Valores Morales

La fuerza de san Pablo

2016-06-29

La fortaleza significa permanecer firme ante las dificultades y ser constante en la búsqueda...

Por: José Luis Galarza, L.C.

Carácter fogoso, apasionado, luchador, magnánimo, Saulo de Tarso no era precisamente un hombre blando sino de una terrible fortaleza.

Nacido en una familia tradicional, fiel conocedor y observante de la ley, educado en Jerusalén, de origen judío, cultura helenística, de nombre y ciudadanía romana. En definitiva, un hombre arrollador. Nada le faltaba. Estaba bien cimentado en sus principios e ideales. Se bastaba a sí mismo, en apariencia no necesitaba de nadie. Los cristianos, “a los que perseguía encarnizadamente” (Gal 1,13), ni siquiera le movían a la compasión.

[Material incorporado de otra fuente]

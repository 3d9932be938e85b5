use crate::engine::{FileScope, PolicyEngine};
use crate::error::{ConfigError, DeclarationError};
use crate::fingerprint::fingerprint_for_declaration;
use crate::handlers::handler_for;
use crate::model::{DeclarationNode, ProjectModel, SourceFileModel};
use crate::policy::{EffectiveConfig, FailOn};
use crate::report::{DomainReport, SeverityCounts};
use crate::verdict::{Verdict, Violation};
use declguard_types::{DeclguardData, Finding, Location, Severity, ids, lookup_rule};
use rayon::prelude::*;
use serde_json::json;

/// Compiled form of an [`EffectiveConfig`], ready to evaluate whole projects.
///
/// Building it is the one place configuration errors surface; evaluation itself only fails
/// when the host hands over a declaration without a name.
#[derive(Clone, Debug)]
pub struct Checker {
    profile: String,
    fail_on: FailOn,
    max_findings: usize,
    rule: Option<ActiveRule>,
}

#[derive(Clone, Debug)]
struct ActiveRule {
    engine: PolicyEngine,
    severity: Severity,
    docs_url: Option<String>,
}

impl Checker {
    pub fn new(cfg: &EffectiveConfig) -> Result<Self, ConfigError> {
        let rule = match cfg.rule_policy(ids::RULE_NO_EXPORTED_TYPES_OUTSIDE_DTS) {
            Some(policy) => Some(ActiveRule {
                engine: PolicyEngine::new(&policy.options)?,
                severity: policy.severity,
                docs_url: lookup_rule(ids::RULE_NO_EXPORTED_TYPES_OUTSIDE_DTS)
                    .map(|meta| meta.docs_url()),
            }),
            None => None,
        };

        Ok(Self {
            profile: cfg.profile.clone(),
            fail_on: cfg.fail_on,
            max_findings: cfg.max_findings,
            rule,
        })
    }

    /// The engine of the enabled rule, if any.
    pub fn engine(&self) -> Option<&PolicyEngine> {
        self.rule.as_ref().map(|r| &r.engine)
    }

    pub fn evaluate(&self, model: &ProjectModel) -> Result<DomainReport, DeclarationError> {
        let mut findings: Vec<Finding> = match &self.rule {
            Some(rule) => model
                .files
                .par_iter()
                .map(|file| rule.check_file(file))
                .collect::<Result<Vec<_>, _>>()?
                .into_iter()
                .flatten()
                .collect(),
            None => Vec::new(),
        };

        // Deterministic ordering before truncation.
        findings.sort_by(compare_findings);

        let total = findings.len() as u32;

        let mut emitted = findings;
        let mut truncated_reason: Option<String> = None;
        if emitted.len() > self.max_findings {
            emitted.truncate(self.max_findings);
            truncated_reason = Some(format!(
                "findings truncated to max_findings={}",
                self.max_findings
            ));
        }

        let counts: SeverityCounts = emitted.iter().collect();
        let verdict = counts.verdict(self.fail_on);

        let data = DeclguardData {
            profile: self.profile.clone(),
            files_scanned: model.files.len() as u32,
            declarations_scanned: model.declaration_count() as u32,
            findings_total: total,
            findings_emitted: emitted.len() as u32,
            truncated_reason,
        };

        Ok(DomainReport {
            verdict,
            findings: emitted,
            data,
            counts,
        })
    }
}

impl ActiveRule {
    fn check_file(&self, file: &SourceFileModel) -> Result<Vec<Finding>, DeclarationError> {
        let scope = self.engine.file(&file.path);
        let mut out = Vec::new();
        for node in &file.declarations {
            if let Verdict::Violation(v) = visit(&scope, node)? {
                out.push(self.finding(file, node, &v));
            }
        }
        Ok(out)
    }

    fn finding(&self, file: &SourceFileModel, node: &DeclarationNode, v: &Violation) -> Finding {
        let record = v.record();
        let fingerprint = fingerprint_for_declaration(
            ids::CHECK_NO_EXPORTED_TYPES_OUTSIDE_DTS,
            ids::CODE_NO_EXPORTED_TYPE,
            file.path.as_str(),
            v.kind().as_str(),
            v.name(),
        );

        let mut help = format!(
            "Move `{}` into a file matching {}",
            v.name(),
            record.allowed_patterns
        );
        let suffixes = self.engine.suffixes();
        if !suffixes.is_empty() {
            help.push_str(&format!(
                ", or rename it to end with one of: {}",
                suffixes.join(", ")
            ));
        }
        help.push('.');

        Finding {
            severity: self.severity,
            check_id: ids::CHECK_NO_EXPORTED_TYPES_OUTSIDE_DTS.to_string(),
            code: ids::CODE_NO_EXPORTED_TYPE.to_string(),
            message: record.message(),
            location: Some(Location {
                path: file.path.clone(),
                line: node.line,
                col: node.col,
            }),
            help: Some(help),
            url: self.docs_url.clone(),
            fingerprint: Some(fingerprint),
            data: json!({
                "messageKey": record.message_key,
                "kind": record.kind,
                "name": record.name,
                "allowedPatterns": record.allowed_patterns,
            }),
        }
    }
}

fn visit(scope: &FileScope<'_>, node: &DeclarationNode) -> Result<Verdict, DeclarationError> {
    handler_for(node.kind)(scope, &node.name, node.exported)
}

fn compare_findings(a: &Finding, b: &Finding) -> std::cmp::Ordering {
    // Ordering priority:
    // 1) severity (error -> warning -> info)
    // 2) location.path (missing last)
    // 3) location.line, then location.col (missing last)
    // 4) check_id
    // 5) code
    // 6) message
    let severity_rank = |sev: Severity| match sev {
        Severity::Error => 0,
        Severity::Warning => 1,
        Severity::Info => 2,
    };
    let position = |f: &Finding| match &f.location {
        Some(l) => (
            l.path.as_str().to_string(),
            l.line.unwrap_or(u32::MAX),
            l.col.unwrap_or(u32::MAX),
        ),
        None => ("~".to_string(), u32::MAX, u32::MAX),
    };

    severity_rank(a.severity)
        .cmp(&severity_rank(b.severity))
        .then_with(|| position(a).cmp(&position(b)))
        .then_with(|| a.check_id.cmp(&b.check_id))
        .then_with(|| a.code.cmp(&b.code))
        .then_with(|| a.message.cmp(&b.message))
}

Su actitud altiva al presenciar la lapidación del primer mártir cristiano san Esteban, cuidando los mantos de los verdugos, da testimonio de que estaba seguro de lo que hacía, que era un hombre de gran fortaleza.

La fortaleza significa permanecer firme ante las dificultades y ser constante en la búsqueda del bien. Esta virtud es como un rompeolas a la orilla de la playa; vienen los vientos, las tormentas, el agua golpea furiosamente, pero no se mueve ni un milímetro de su lugar. Está bien cimentado.

Para Saulo este rompeolas era él mismo, hasta que vino Cristo y dejó ciego de frente a sus seguridades, a sus “ganancias” (Cf. Flp 3,7-8). ¡Qué paradoja!, cuando se apagó la vista del cuerpo, se le abrieron los sentidos del alma. Desde ese momento, la fortaleza de su vida estaba anclada más profundamente, tenía otro nombre: la fortaleza en la fe.

Dios permite algunas circunstancias difíciles para “cegarnos” y ver que solos no podemos hacer todo; la pérdida de un ser querido, una enfermedad funesta, una catástrofe natural, etc. Son golpes que nos despiertan de nuestros dulces sueños y nos hacen salir de nuestro egoísmo y nos hacen darnos cuenta que a nuestro alrededor hay gente que podemos ayudar y de la cual, también necesitamos.

Después del terremoto que hubo en abril de 2009 en Abruzzo, Italia, una mujer, contemplando las ruinas de su casa afirmaba en una entrevista “poseer, para mí, ya no significa nada”. El verdadero valor de las cosas se ve en esos momentos, de cara a otra realidad . San Pablo, ante las adversidades que le hacían ver su fragilidad, pero unida a la fuerza de Cristo, exclamaba: “Cuando estoy débil, entonces es cuando soy fuerte” (2Cor 12,10).

Otro testimonio conmovedor después del terremoto, fue el de un hombre que encontró a su esposa y a sus hijos que habían quedado sepultados bajo su casa. Comentaba que “la fe era su fuerza” con la que podía superar este dolor tan profundo. Por ella se daba cuenta de que Dios permitió este suceso para abrirle los ojos y hacerle ver la importancia de vivir para los demás. “Dios lo permitió”, decía, “porque no quería que siguiésemos viviendo cada uno encerrados en nuestros propios problemas. Esta prueba sólo tiene significado en y por la fe”.

Así también Saulo de Tarso, cuando recobró la vista en su vida, miró hacia otra dirección; ya tenía un ideal más grande por el cual luchar, se daba cuenta que no debía vivir para sí, sino para Cristo y para los demás. En adelante, lo flagelaron, lo lapidaron, naufragó, pasó días en la cárcel, le asaltaron, se burlaron de él, lo ignoraron, etc. Pero gracias a su rompeolas de la fe, aunque el agua lo mojara, el viento lo desgastara y los golpes lo laceraban, no se movió más, porque ahora sí estaba bien cimentado, no en la fragilidad del hombre, sino en la fortaleza de Dios. “He competido en el buen combate, he llegado a la meta en la carrera, he conservado la fe” (2Tim 4, 6-8).